[Work required] Show every line in the material below in which the string "crds" appears.

[Materials provided]
//! Network deletion guard
//!
//! A Network is protected by [`NETWORK_PROTECTION_FINALIZER`] while it is live.
//! Once deletion is requested the finalizer is released only after a consumer
//! lookup *succeeds* and returns no consumers. A failed lookup is treated as
//! "maybe in use": the finalizer stays and `DeletionBlocked` says why.
//!
//! Life cycle:
//!
//! ```text
//! Active ──delete──▶ DeletionRequested ──guard ran──▶ FinalizerPending
//!    │                                                    │
//!    └───────────── (no finalizer) ─────────▶ Deleted ◀───┘ lookup ok, zero consumers
//! ```

use crate::collaborators::{ConsumerLister, ConsumerRef, ObjectKey};
use crate::error::CollaboratorError;
use chrono::{DateTime, Utc};
use crds::{
    is_condition_true, network_reasons, set_condition, ConditionStatus, Network,
    NetworkCondition, NetworkConditionType, NETWORK_PROTECTION_FINALIZER,
};
use tracing::{debug, info, warn};

/// Where a Network is in the finalizer protocol
#[derive(Debug, Clone, Copy, PartialEq, Eq)]
pub enum DeletionState {
    /// Not being deleted
    Active,
    /// Deletion requested, guard has not evaluated yet
    DeletionRequested,
    /// Deletion requested, guard evaluated and is holding the finalizer
    FinalizerPending,
    /// Deletion requested and nothing holds the object any more
    Deleted,
}

/// Classify a Network from its metadata and conditions
pub fn deletion_state(network: &Network) -> DeletionState {
    if !network.is_being_deleted() {
        return DeletionState::Active;
    }
    if !network.has_protection_finalizer() {
        return DeletionState::Deleted;
    }
    if network
        .conditions()
        .iter()
        .any(|c| c.type_ == NetworkConditionType::DeletionBlocked)
    {
        DeletionState::FinalizerPending
    } else {
        DeletionState::DeletionRequested
    }
}

/// Add the protection finalizer. Returns `true` if the list changed.
pub fn add_finalizer(finalizers: &mut Vec<String>) -> bool {
    if finalizers.iter().any(|f| f == NETWORK_PROTECTION_FINALIZER) {
        return false;
    }
    finalizers.push(NETWORK_PROTECTION_FINALIZER.to_string());
    true
}

/// Remove every copy of the protection finalizer. Returns `true` if the list changed.
pub fn remove_finalizer(finalizers: &mut Vec<String>) -> bool {
    let before = finalizers.len();
    finalizers.retain(|f| f != NETWORK_PROTECTION_FINALIZER);
    finalizers.len() != before
}

/// What the caller must persist after a guard pass
#[derive(Debug, Clone, PartialEq)]
pub struct GuardDecision {
    /// State after this pass
    pub state: DeletionState,
    /// Finalizer list to persist
    pub finalizers: Vec<String>,
    /// Whether `finalizers` differs from the object's list
    pub finalizers_changed: bool,
    /// Full condition list to persist
    pub conditions: Vec<NetworkCondition>,
    /// Whether `conditions` differs from the object's status
    pub conditions_changed: bool,
    /// Consumers observed, empty when the lookup failed
    pub consumers: Vec<ConsumerRef>,
    /// The lookup failed and the pass should be retried
    pub lookup_failed: bool,
}

impl GuardDecision {
    fn unchanged(network: &Network, state: DeletionState) -> Self {
        Self {
            state,
            finalizers: network.metadata.finalizers.clone().unwrap_or_default(),
            finalizers_changed: false,
            conditions: network.conditions().to_vec(),
            conditions_changed: false,
            consumers: Vec::new(),
            lookup_failed: false,
        }
    }

    /// The protection finalizer is held and the Network cannot go away yet
    pub fn is_blocked(&self) -> bool {
        is_condition_true(&self.conditions, NetworkConditionType::DeletionBlocked)
    }
}

/// Decide the guard outcome for a Network given a consumer lookup result.
///
/// Pure: performs no I/O. Active Networks gain the finalizer; Networks under
/// deletion keep it unless `lookup` succeeded with zero consumers.
pub fn evaluate(
    network: &Network,
    lookup: Result<Vec<ConsumerRef>, &CollaboratorError>,
    now: DateTime<Utc>,
) -> GuardDecision {
    let state = deletion_state(network);
    let mut decision = GuardDecision::unchanged(network, state);

    match state {
        DeletionState::Deleted => decision,
        DeletionState::Active => {
            decision.finalizers_changed = add_finalizer(&mut decision.finalizers);
            decision
        }
        DeletionState::DeletionRequested | DeletionState::FinalizerPending => {
            let condition = match lookup {
                Err(e) => {
                    decision.lookup_failed = true;
                    NetworkCondition::new(
                        NetworkConditionType::DeletionBlocked,
                        ConditionStatus::True,
                        network_reasons::CONSUMER_LOOKUP_FAILED,
                        format!("unable to list consumers: {}", e),
                    )
                }
                Ok(consumers) if !consumers.is_empty() => {
                    let condition = NetworkCondition::new(
                        NetworkConditionType::DeletionBlocked,
                        ConditionStatus::True,
                        network_reasons::NETWORK_IN_USE,
                        format!("{} consumer(s) reference this network", consumers.len()),
                    );
                    decision.consumers = consumers;
                    condition
                }
                Ok(_) => {
                    decision.finalizers_changed = remove_finalizer(&mut decision.finalizers);
                    NetworkCondition::new(
                        NetworkConditionType::DeletionBlocked,
                        ConditionStatus::False,
                        network_reasons::NO_CONSUMERS,
                        "",
                    )
                }
            };

            decision.conditions_changed = set_condition(&mut decision.conditions, condition, now);
            decision.state = if decision.finalizers_changed {
                DeletionState::Deleted
            } else {
                DeletionState::FinalizerPending
            };
            decision
        }
    }
}

/// Run one guard pass, listing consumers only when deletion is in progress
pub async fn run_deletion_guard(
    network: &Network,
    lister: &dyn ConsumerLister,
    now: DateTime<Utc>,
) -> GuardDecision {
    let state = deletion_state(network);
    if matches!(state, DeletionState::Active | DeletionState::Deleted) {
        return evaluate(network, Ok(Vec::new()), now);
    }

    let key = ObjectKey::new(
        network.metadata.namespace.clone().unwrap_or_default(),
        network.metadata.name.clone().unwrap_or_default(),
    );

    match lister.list_consumers(&key).await {
        Ok(consumers) => {
            let decision = evaluate(network, Ok(consumers), now);
            if decision.finalizers_changed {
                info!("Network {} has no consumers, releasing finalizer", key);
            } else {
                debug!(
                    "Network {} still referenced by {} consumer(s)",
                    key,
                    decision.consumers.len()
                );
            }
            decision
        }
        Err(e) => {
            warn!("Consumer lookup for Network {} failed: {}", key, e);
            evaluate(network, Err(&e), now)
        }
    }
}

#[cfg(test)]
mod tests {
    use super::*;
    use crate::test_utils::{at, consumer, create_test_network, deleting, StaticConsumerLister};
    use crds::get_condition;

    #[test]
    fn test_active_network_gains_finalizer_once() {
        let mut network = create_test_network("primary", "tenant-a", "vds-1");

        let decision = evaluate(&network, Ok(Vec::new()), at(0));
        assert_eq!(decision.state, DeletionState::Active);
        assert!(decision.finalizers_changed);
        assert_eq!(decision.finalizers, vec![NETWORK_PROTECTION_FINALIZER.to_string()]);

        network.metadata.finalizers = Some(decision.finalizers);
        let again = evaluate(&network, Ok(Vec::new()), at(1));
        assert!(!again.finalizers_changed);
        assert!(!again.conditions_changed);
    }

    #[test]
    fn test_deletion_state_classification() {
        let network = create_test_network("primary", "tenant-a", "vds-1");
        assert_eq!(deletion_state(&network), DeletionState::Active);

        let requested = deleting(network.clone(), true);
        assert_eq!(deletion_state(&requested), DeletionState::DeletionRequested);

        let decision = evaluate(&requested, Ok(vec![consumer("tenant-a", "nic-1")]), at(0));
        let mut pending = requested.clone();
        pending.status = Some(crds::NetworkStatus {
            conditions: decision.conditions,
        });
        assert_eq!(deletion_state(&pending), DeletionState::FinalizerPending);

        let released = deleting(network, false);
        assert_eq!(deletion_state(&released), DeletionState::Deleted);
    }

    #[test]
    fn test_consumers_block_deletion() {
        let network = deleting(create_test_network("primary", "tenant-a", "vds-1"), true);

        let decision = evaluate(
            &network,
            Ok(vec![consumer("tenant-a", "nic-1"), consumer("tenant-a", "nic-2")]),
            at(0),
        );

        assert_eq!(decision.state, DeletionState::FinalizerPending);
        assert!(!decision.finalizers_changed);
        assert!(decision.finalizers.iter().any(|f| f == NETWORK_PROTECTION_FINALIZER));
        let blocked = get_condition(&decision.conditions, NetworkConditionType::DeletionBlocked).unwrap();
        assert_eq!(blocked.status, ConditionStatus::True);
        assert_eq!(blocked.reason, network_reasons::NETWORK_IN_USE);
        assert_eq!(blocked.message, "2 consumer(s) reference this network");
        assert_eq!(blocked.last_transition_time, Some(at(0)));
        assert!(decision.is_blocked());
    }

    #[test]
    fn test_lookup_failure_keeps_finalizer() {
        let network = deleting(create_test_network("primary", "tenant-a", "vds-1"), true);
        let err = CollaboratorError::Unavailable("list timed out".to_string());

        let decision = evaluate(&network, Err(&err), at(0));

        assert!(decision.lookup_failed);
        assert!(!decision.finalizers_changed);
        assert!(decision.finalizers.iter().any(|f| f == NETWORK_PROTECTION_FINALIZER));
        let blocked = get_condition(&decision.conditions, NetworkConditionType::DeletionBlocked).unwrap();
        assert_eq!(blocked.status, ConditionStatus::True);
        assert_eq!(blocked.reason, network_reasons::CONSUMER_LOOKUP_FAILED);
    }

    #[test]
    fn test_zero_consumers_release_finalizer() {
        let mut network = deleting(create_test_network("primary", "tenant-a", "vds-1"), true);
        network
            .metadata
            .finalizers
            .as_mut()
            .unwrap()
            .push("other.example.com/keep".to_string());

        let decision = evaluate(&network, Ok(Vec::new()), at(0));

        assert_eq!(decision.state, DeletionState::Deleted);
        assert!(decision.finalizers_changed);
        assert_eq!(decision.finalizers, vec!["other.example.com/keep".to_string()]);
        let blocked = get_condition(&decision.conditions, NetworkConditionType::DeletionBlocked).unwrap();
        assert_eq!(blocked.status, ConditionStatus::False);
        assert_eq!(blocked.reason, network_reasons::NO_CONSUMERS);
        assert!(!decision.is_blocked());
    }

    #[test]
    fn test_finalizer_helpers_are_idempotent() {
        let mut finalizers = Vec::new();
        assert!(add_finalizer(&mut finalizers));
        assert!(!add_finalizer(&mut finalizers));
        assert_eq!(finalizers.len(), 1);
        assert!(remove_finalizer(&mut finalizers));
        assert!(!remove_finalizer(&mut finalizers));
        assert!(finalizers.is_empty());
    }

    #[tokio::test]
    async fn test_repeated_passes_never_release_while_in_use() {
        let lister = StaticConsumerLister::new(vec![consumer("tenant-a", "nic-1")]);
        let mut network = deleting(create_test_network("primary", "tenant-a", "vds-1"), true);

        for step in 0..5 {
            if step == 2 {
                lister.set_failing(true);
            }
            if step == 3 {
                lister.set_failing(false);
            }
            let decision = run_deletion_guard(&network, &lister, at(step)).await;
            assert!(!decision.finalizers_changed, "released at step {step}");
            network.status = Some(crds::NetworkStatus {
                conditions: decision.conditions,
            });
        }

        let blocked = get_condition(network.conditions(), NetworkConditionType::DeletionBlocked).unwrap();
        assert_eq!(blocked.reason, network_reasons::NETWORK_IN_USE);
        assert_eq!(blocked.last_transition_time, Some(at(0)));

        lister.set_consumers(Vec::new());
        let decision = run_deletion_guard(&network, &lister, at(10)).await;
        assert!(decision.finalizers_changed);
        assert_eq!(decision.state, DeletionState::Deleted);
    }

    #[tokio::test]
    async fn test_active_network_skips_lookup() {
        let lister = StaticConsumerLister::new(Vec::new());
        lister.set_failing(true);
        let network = create_test_network("primary", "tenant-a", "vds-1");

        let decision = run_deletion_guard(&network, &lister, at(0)).await;

        assert!(!decision.lookup_failed);
        assert_eq!(lister.calls(), 0);
    }
}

[Reply]
use crds::{
    use crds::get_condition;
        pending.status = Some(crds::NetworkStatus {
            network.status = Some(crds::NetworkStatus {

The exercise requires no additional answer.